BAR contributor Ann Garrison reports on conditions in Ethiopia.

The discovery of mass graves and underground prisons in Ethiopia has exposed the crimes of the Tigray Peoples’ Liberation Front or TPLF, the U.S. puppets who tyrannized Ethiopia for 27 years with divide-and-conquer ethnic politics from 1991 to 2018, when a popular uprising forced them from power. The TPLF then retreated to Tigray Region and, in November 2020, started the ongoing civil war by attacking the national army’s Northern Command.

US officialdom and both state and corporate media in the US have since described the Ethiopian conflict as the government's persecution of the Tigrayan People’s Front and the Tigrayan people. Biden’s USAID Chief and arch warmonger Samantha Power warned of “Tigray genocide” and the usual humanitarian war scenario began to unfold. WHO Director General Dr. Tedros Adhanom Ghebreyesus, the TPLF’s former Foreign Minister, shamelessly decried the victimization of Tigray from his high profile position as manager of the global pandemic, and Ethiopians shuddered that they were on track to become the next Libya or Syria.

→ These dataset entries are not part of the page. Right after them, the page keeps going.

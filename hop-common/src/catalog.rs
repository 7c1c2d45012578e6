//! Objective catalog: the set of valid objective identifiers

use std::collections::HashSet;
use std::path::Path;

use serde::Deserialize;

use crate::error::{Error, Result};

/// Categorized objectives document, as stored in `objectives.json`
#[derive(Debug, Deserialize)]
struct CatalogDocument {
    #[serde(default)]
    categories: Vec<Category>,
}

#[derive(Debug, Deserialize)]
struct Category {
    #[serde(default)]
    objectives: Vec<ObjectiveEntry>,
}

#[derive(Debug, Deserialize)]
struct ObjectiveEntry {
    #[serde(default)]
    id: String,
}

/// The set of valid objective identifiers, loaded once per process.
///
/// Used only to validate requested identifiers; everything else about an
/// objective stays in the data files.
#[derive(Debug)]
pub struct ObjectiveCatalog {
    ids: HashSet<String>,
}

impl ObjectiveCatalog {
    /// Load the catalog from a categorized objectives document.
    ///
    /// Fails closed: a missing or malformed file is a
    /// [`Error::DataLoad`], as is a well-formed document containing no
    /// identifiers at all. Dependent operations must never run against an
    /// empty catalog.
    pub fn load(path: &Path) -> Result<Self> {
        let raw = std::fs::read_to_string(path)
            .map_err(|e| Error::DataLoad(format!("cannot read {}: {}", path.display(), e)))?;
        let document: CatalogDocument = serde_json::from_str(&raw).map_err(|e| {
            Error::DataLoad(format!(
                "invalid objectives document {}: {}",
                path.display(),
                e
            ))
        })?;

        let ids: HashSet<String> = document
            .categories
            .into_iter()
            .flat_map(|category| category.objectives)
            .filter(|objective| !objective.id.is_empty())
            .map(|objective| objective.id)
            .collect();

        if ids.is_empty() {
            return Err(Error::DataLoad(format!(
                "no objective identifiers found in {}",
                path.display()
            )));
        }

        Ok(Self { ids })
    }

    /// Build a catalog directly from identifiers.
    pub fn from_ids<I>(ids: I) -> Self
    where
        I: IntoIterator<Item = String>,
    {
        Self {
            ids: ids.into_iter().collect(),
        }
    }

    /// Whether `id` is a known objective identifier.
    pub fn contains(&self, id: &str) -> bool {
        self.ids.contains(id)
    }

    pub fn len(&self) -> usize {
        self.ids.len()
    }

    pub fn is_empty(&self) -> bool {
        self.ids.is_empty()
    }
}
//! API error mapping
//!
//! Every error reaches the caller as a JSON body with a machine-readable
//! `error` kind and a human-readable `message`.

use axum::http::StatusCode;
use axum::response::{IntoResponse, Response};
use axum::Json;
use serde_json::json;

use hop_common::index::ResultKind;
use hop_common::Error;

/// Result alias for API handlers
pub type ApiResult<T> = std::result::Result<T, ApiError>;

/// Wrapper turning planner errors into HTTP responses
#[derive(Debug)]
pub struct ApiError(Error);

impl From<Error> for ApiError {
    fn from(err: Error) -> Self {
        ApiError(err)
    }
}

impl IntoResponse for ApiError {
    fn into_response(self) -> Response {
        let message = self.0.to_string();
        let (status, body) = match self.0 {
            Error::UnknownObjectives(ids) => (
                StatusCode::BAD_REQUEST,
                json!({
                    "error": "unknown_objectives",
                    "message": message,
                    "unknown_objectives": ids,
                }),
            ),
            Error::RecordNotFound { kind, objectives } => (
                StatusCode::NOT_FOUND,
                json!({
                    "error": not_found_kind(kind),
                    "message": message,
                    "objectives": objectives,
                }),
            ),
            // Load and config errors are startup-fatal; anything arriving
            // here mid-flight is an internal fault.
            _ => (
                StatusCode::INTERNAL_SERVER_ERROR,
                json!({
                    "error": "internal",
                    "message": message,
                }),
            ),
        };

        (status, Json(body)).into_response()
    }
}

fn not_found_kind(kind: ResultKind) -> &'static str {
    match kind {
        ResultKind::Interference => "interference_not_found",
        ResultKind::Physiology => "physiology_not_found",
    }
}
//! # Hybrid Objective Planner - Common Library
//!
//! Shared code for the planner service including:
//! - Error taxonomy
//! - Bootstrap configuration and data-folder resolution
//! - Objective catalog (the set of valid identifiers)
//! - Record indexes over the precomputed result datasets
//! - Request normalization (canonical objective-set keys)
//! - Response formatting

pub mod axes;
pub mod catalog;
pub mod config;
pub mod error;
pub mod format;
pub mod index;
pub mod normalize;

pub use error::{Error, Result};
pub use normalize::CanonicalKey;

From the very beginning, Biden’s UN Ambassador Linda Thomas Greenfield insisted that none of Ethiopia’s regional borders be redrawn, most particularly those of what the TPLF had methodically annexed and renamed “Western Tigray” after seizing power in 1991. This land, including Welkait,  Tsegede, and Tselemt, was historically populated and cultivated by Amhara language speakers.

Why is it so important to the TPLF and its longtime backers in the US? Unlike Tigray Region, it includes rich farmland and it borders Sudan, creating one of the only possibilities for resupplying the TPLF with munitions, food, and whatever else they need to continue fighting the war. (The only other possibilities are aid convoys or flights or unlawful penetration of Ethiopian airspace.)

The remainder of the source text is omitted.